When preaching is envisioned as a formidable task to be discharged only by slogging through a "do list" of exegetical, rhetorical and spiritual "check points," it is hardly surprising (especially granted all the other responsibilities of a parish priest) if preachers approach this weekly workout exhausted before they start. Perhaps that is why some preachers procrastinate, cut corners, "blow it off," or subscribe to the 73-cent homily service.
What could the archbishop have meant by "joyful tyranny," if not merely the relief that flows when the sermon is over? Where, save in the satisfaction of a duty duly discharged, is the delight in preaching? It has to do, I think, with perspective - with how preachers envision what it is that they are doing.

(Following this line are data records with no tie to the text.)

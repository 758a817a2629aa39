//! Formatting utilities for table output.

/// Placeholder for a missing value.
pub const DASH: &str = "—";

/// Format a measurement. `None` and NaN both print as [`DASH`].
pub fn format_value(value: Option<f64>) -> String {
    match value {
        Some(v) if v.is_nan() => DASH.to_string(),
        Some(v) if v.fract() == 0.0 && v.abs() < 1e15 => format!("{v:.0}"),
        Some(v) => format!("{v:.2}"),
        None => DASH.to_string(),
    }
}

/// Format a JSON scalar the way a table cell shows it.
pub fn format_json_cell(value: &serde_json::Value) -> String {
    match value {
        serde_json::Value::Null => DASH.to_string(),
        serde_json::Value::String(s) => s.clone(),
        serde_json::Value::Number(n) => format_value(n.as_f64()),
        other => other.to_string(),
    }
}

/// Human-readable byte count.
pub fn format_bytes(bytes: usize) -> String {
    const UNITS: &[&str] = &["B", "KiB", "MiB", "GiB"];
    let mut size = bytes as f64;
    let mut unit = 0;
    while size >= 1024.0 && unit < UNITS.len() - 1 {
        size /= 1024.0;
        unit += 1;
    }
    if unit == 0 {
        format!("{bytes} B")
    } else {
        format!("{size:.1} {}", UNITS[unit])
    }
}

/// Cut `s` to at most `width` characters, marking the cut with `…`.
pub fn truncate(s: &str, width: usize) -> String {
    if s.chars().count() <= width {
        return s.to_string();
    }
    let keep: String = s.chars().take(width.saturating_sub(1)).collect();
    format!("{keep}…")
}

#[cfg(test)]
mod tests {
    use super::*;
    use serde_json::json;

    #[test]
    fn test_format_value() {
        assert_eq!(format_value(Some(12.0)), "12");
        assert_eq!(format_value(Some(3.456)), "3.46");
        assert_eq!(format_value(Some(f64::NAN)), DASH);
        assert_eq!(format_value(None), DASH);
    }

    #[test]
    fn test_format_json_cell() {
        assert_eq!(format_json_cell(&json!(null)), DASH);
        assert_eq!(format_json_cell(&json!("2023-03-05")), "2023-03-05");
        assert_eq!(format_json_cell(&json!(7)), "7");
        assert_eq!(format_json_cell(&json!([1, 2])), "[1,2]");
    }

    #[test]
    fn test_format_bytes() {
        assert_eq!(format_bytes(512), "512 B");
        assert_eq!(format_bytes(2048), "2.0 KiB");
        assert_eq!(format_bytes(3 * 1024 * 1024), "3.0 MiB");
    }

    #[test]
    fn test_truncate() {
        assert_eq!(truncate("betula", 10), "betula");
        assert_eq!(truncate("ambrosia artemisiifolia", 8), "ambrosi…");
    }
}
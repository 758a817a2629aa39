//! Transport trait: the seam between the API client and the network.
//!
//! The client builds a complete [`HttpRequest`] (URL, headers, body) and
//! hands it to an [`HttpTransport`]. Production code plugs in a reqwest
//! backed transport; tests plug in an in-memory one.

use async_trait::async_trait;
use serde::de::DeserializeOwned;
use serde::Serialize;

use crate::error::{PollenError, PollenResult};

/// HTTP methods the backend API uses.
#[derive(Debug, Clone, Copy, PartialEq, Eq)]
pub enum Method {
    Get,
    Post,
}

impl std::fmt::Display for Method {
    fn fmt(&self, f: &mut std::fmt::Formatter<'_>) -> std::fmt::Result {
        match self {
            Method::Get => write!(f, "GET"),
            Method::Post => write!(f, "POST"),
        }
    }
}

/// A fully-built outgoing request.
///
/// Headers are fixed at construction; nothing the client does after
/// handing the request to a transport can change them.
#[derive(Debug, Clone, PartialEq)]
pub struct HttpRequest {
    pub method: Method,
    pub url: String,
    pub headers: Vec<(String, String)>,
    pub body: Option<Vec<u8>>,
}

impl HttpRequest {
    pub fn get(url: impl Into<String>) -> Self {
        Self {
            method: Method::Get,
            url: url.into(),
            headers: Vec::new(),
            body: None,
        }
    }

    pub fn post(url: impl Into<String>) -> Self {
        Self {
            method: Method::Post,
            ..Self::get(url)
        }
    }

    /// Append a header.
    pub fn header(mut self, name: &str, value: impl Into<String>) -> Self {
        self.headers.push((name.to_string(), value.into()));
        self
    }

    /// Serialize `body` as the JSON request body.
    pub fn json_body<T: Serialize>(mut self, body: &T) -> PollenResult<Self> {
        let bytes = serde_json::to_vec(body)
            .map_err(|e| PollenError::Other(format!("Serialize request body: {e}")))?;
        self.body = Some(bytes);
        Ok(self)
    }

    /// Case-insensitive header lookup.
    pub fn header_value(&self, name: &str) -> Option<&str> {
        self.headers
            .iter()
            .find(|(k, _)| k.eq_ignore_ascii_case(name))
            .map(|(_, v)| v.as_str())
    }
}

/// A received response. Status codes are not interpreted here.
#[derive(Debug, Clone, PartialEq)]
pub struct HttpResponse {
    pub status: u16,
    pub content_type: Option<String>,
    pub body: Vec<u8>,
}

impl HttpResponse {
    pub fn new(status: u16, body: impl Into<Vec<u8>>) -> Self {
        Self {
            status,
            content_type: None,
            body: body.into(),
        }
    }

    pub fn is_success(&self) -> bool {
        (200..300).contains(&self.status)
    }

    /// Decode the body as JSON. `endpoint` only feeds the error message.
    pub fn json<T: DeserializeOwned>(&self, endpoint: &str) -> PollenResult<T> {
        serde_json::from_slice(&self.body).map_err(|e| PollenError::Decode {
            endpoint: endpoint.to_string(),
            message: e.to_string(),
        })
    }
}

/// Performs HTTP exchanges on behalf of the client.
///
/// Implementations report only transport-level failures as errors;
/// any response that arrives, whatever its status, is returned as `Ok`.
#[async_trait]
pub trait HttpTransport: Send + Sync {
    async fn send(&self, request: HttpRequest) -> PollenResult<HttpResponse>;
}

I propose an alternative to the "work ethic" of sermon preparation: I believe that, at its heart, preaching is an act of play - not frivolous, escapist, or destructive play - but sacred play.
It is not insignificant that one of the synonyms we often use for "play" is "recreation." The play of children (and of adults as well, if they have not forgotten how) is a dancing interaction between structure and spontaneity - between patterned behavior and "making it up as you go along." Play means freedom from external constraint - the experience of grace instead of law. Play involves taking materials that are ready to hand - old clothes from the attic, a big bath towel, a stick and a sphere (known as a bat and ball) - and from these materials fashioning an imaginative, energizing new world, a world into which the only price of admission is a willingness to join the joy.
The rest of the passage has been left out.